They roll into Coober­ Pedy around midnight, having dis­embarked from the Indian ­Pacific at Port Augusta early that afternoon. The kindly driver of the road train in which they have gotten a lift makes a diversion to drop them as close as he can to the town’s sole hostel where they have decided to splash out on staying the night.

There is a reason for this exception. They want to sample staying in the housing for which the town is renowned, which is to say, a dug­out, a series of chambers and connecting passages excavated into one of the shale facings that characterize the landscape of the town, the name of which means ‘white man’s hole in the ground’ in Yankunytjatjara, the local aboriginal language. Dug­outs are so called not only because they have been dug out of the rock, but also because they were originally opal mining claims from which all the opal had been mined so that they were, in effect, all dug out. Now, as at the time of their visit, about ninety percent of the world’s opal comes from Australia and above ninety percent of that comes from Coober­ Pedy.


If not for opals, no one would live in the middle of this grim, stony desert, where average daytime temperatures fall between ninety and a hundred and five degrees fahrenheit for five months a year, and where highs regularly get up above a hundred and ten. Inside a dug­out house though, the ambient temperature hovers in the neighborhood of an ideal seventy­-five degrees Fahrenheit. It appears, however, that they will not be enjoying a sub­terranean idyll as there is a ‘No Vacancies’ sign on the hostel door, the small window in which gives no light. They suspect that the dire Mad Max 3, Beyond Thunderdome is to blame as it contains a scene in a dugout house that has turned Coober­ Pedy into a prime destination on the Aussie tourist trail.


It looks as if they will have to put up the Wild One’s tent, not a promising prospect since the streets, if they can be called that, have no kerbs and, from what little traffic they have seen, it looks as if people drive wherever they are headed by the shortest route they can find, presumably without regard for unexpected tents, over the dusty, rocky ground into which it will be nigh on impossible to drive tent pegs.


As they ponder their predicament, there comes weaving past them a man singing in Spanish, as far as he can make out, something to do with a wild ass who wanders in the mountains. Quickly he tries to cobble together a question in Spanish before the singer wanders off, “Perdon señor, sabe donde dos jovenes con poco dinero pueden pasar la noche en este pueblo?”


“I do for sure,” the man replies, in booze-­slurred, Spanish­-accented English, “You can stay at my house.”


Their impromptu host’s home is a small dugout so they will be able to achieve their touristic aim without even having to pay to do so. He even gives them a quick tour. The plan of the place is simple: a longer, broader entry passage of several yards, opening out into a central living-­dining room and kitchen with shorter, narrower passages leading diagonally off the back of this to two small bedrooms and a small bathroom in between. In short, a ‘Y’ that, on other continents in former ages, might have been carved into the earth as a fertility sanctuary, within which the bodies or bones of the dead were lain in the hope that the Earth would be encouraged thereby to bring forth new life, whether from the soil or within the miraculous bodies of women and female animals, whose mysterious anatomy such temple-­tombs were constructed to emulate.
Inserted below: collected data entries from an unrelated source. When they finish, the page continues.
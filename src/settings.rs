use std::path::{Path, PathBuf};

use anyhow::Context;
use serde::{Deserialize, Serialize};

use crate::command::DEFAULT_PROGRAM;
use crate::params::RegistrationParams;
use crate::render::DEFAULT_OVERLAY_ALPHA;
use crate::volume::IntensityMapping;

/// Everything the application remembers between runs.
#[derive(Debug, Clone, PartialEq, Serialize, Deserialize)]
#[serde(default)]
pub struct Settings {
    /// Program used for registration; a bare name is looked up on `PATH`.
    pub ants_registration: String,
    pub params: RegistrationParams,
    pub intensity_mapping: IntensityMapping,
    pub overlay_alpha: f32,
}

impl Default for Settings {
    fn default() -> Self {
        Self {
            ants_registration: DEFAULT_PROGRAM.to_string(),
            params: RegistrationParams::default(),
            intensity_mapping: IntensityMapping::default(),
            overlay_alpha: DEFAULT_OVERLAY_ALPHA,
        }
    }
}

pub fn default_settings_path() -> PathBuf {
    dirs::config_dir()
        .unwrap_or_else(std::env::temp_dir)
        .join("antsreg")
        .join("settings.json")
}

pub fn save_settings(settings: &Settings) -> anyhow::Result<PathBuf> {
    let path = default_settings_path();
    save_settings_to(settings, &path)?;
    Ok(path)
}

pub fn save_settings_to(settings: &Settings, path: &Path) -> anyhow::Result<()> {
    if let Some(parent) = path.parent() {
        std::fs::create_dir_all(parent)
            .with_context(|| format!("Failed to create {}", parent.display()))?;
    }

    let json = serde_json::to_string_pretty(settings)?;
    std::fs::write(path, json).with_context(|| format!("Failed to write {}", path.display()))?;

    log::info!("Settings saved to: {}", path.display());
    Ok(())
}

pub fn load_settings() -> Settings {
    load_settings_from(&default_settings_path())
}

/// Read settings from `path`, falling back to defaults when the file is
/// missing or unreadable.
pub fn load_settings_from(path: &Path) -> Settings {
    if !path.exists() {
        log::info!("No settings file found. Using defaults.");
        return Settings::default();
    }

    match std::fs::read_to_string(path) {
        Ok(json) => match serde_json::from_str::<Settings>(&json) {
            Ok(mut settings) => {
                settings.params.fill_missing_fields();
                log::info!("Settings loaded from: {}", path.display());
                settings
            }
            Err(e) => {
                log::warn!("Failed to parse settings file: {}. Using defaults.", e);
                Settings::default()
            }
        },
        Err(e) => {
            log::warn!("Failed to read settings file: {}. Using defaults.", e);
            Settings::default()
        }
    }
}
The decoration on the dugout’s walls makes it instantly plain where its owner is from and why he is in Coober­ Pedy. There is a trutruca, or Chilean posthorn, a broken charango, or miniature ten­ stringed guitar partly made out of the shell of an armadillo and a lute­ shaped, three­ string violin. Mainly though, there are posters from the overthrown Allende government, which he recognizes from childhood visits to the apartments of friends of his father and stepmother by their vivid two and three color printing style and simplified figures combining Soviet propaganda art with Picasso.


The miner himself is maybe twice their age and has a walrus moustache with smallish, smiling eyes that give him something of a resemblance to his potential political predecessor, Pancho Villa. It would be interesting to find out what persecution befell him to bring him here but he soon tells them what they have already inferred, namely that it has been a long night’s drinking and he has to get up early tomorrow to work his claim. As at Australia’s other dozen or so opal fields, mining in Coober­ Pedy is still done by prospectors working on their own or in small junkets, as opposed to being controlled by huge companies like most mining in Australia, or any other country, for that matter.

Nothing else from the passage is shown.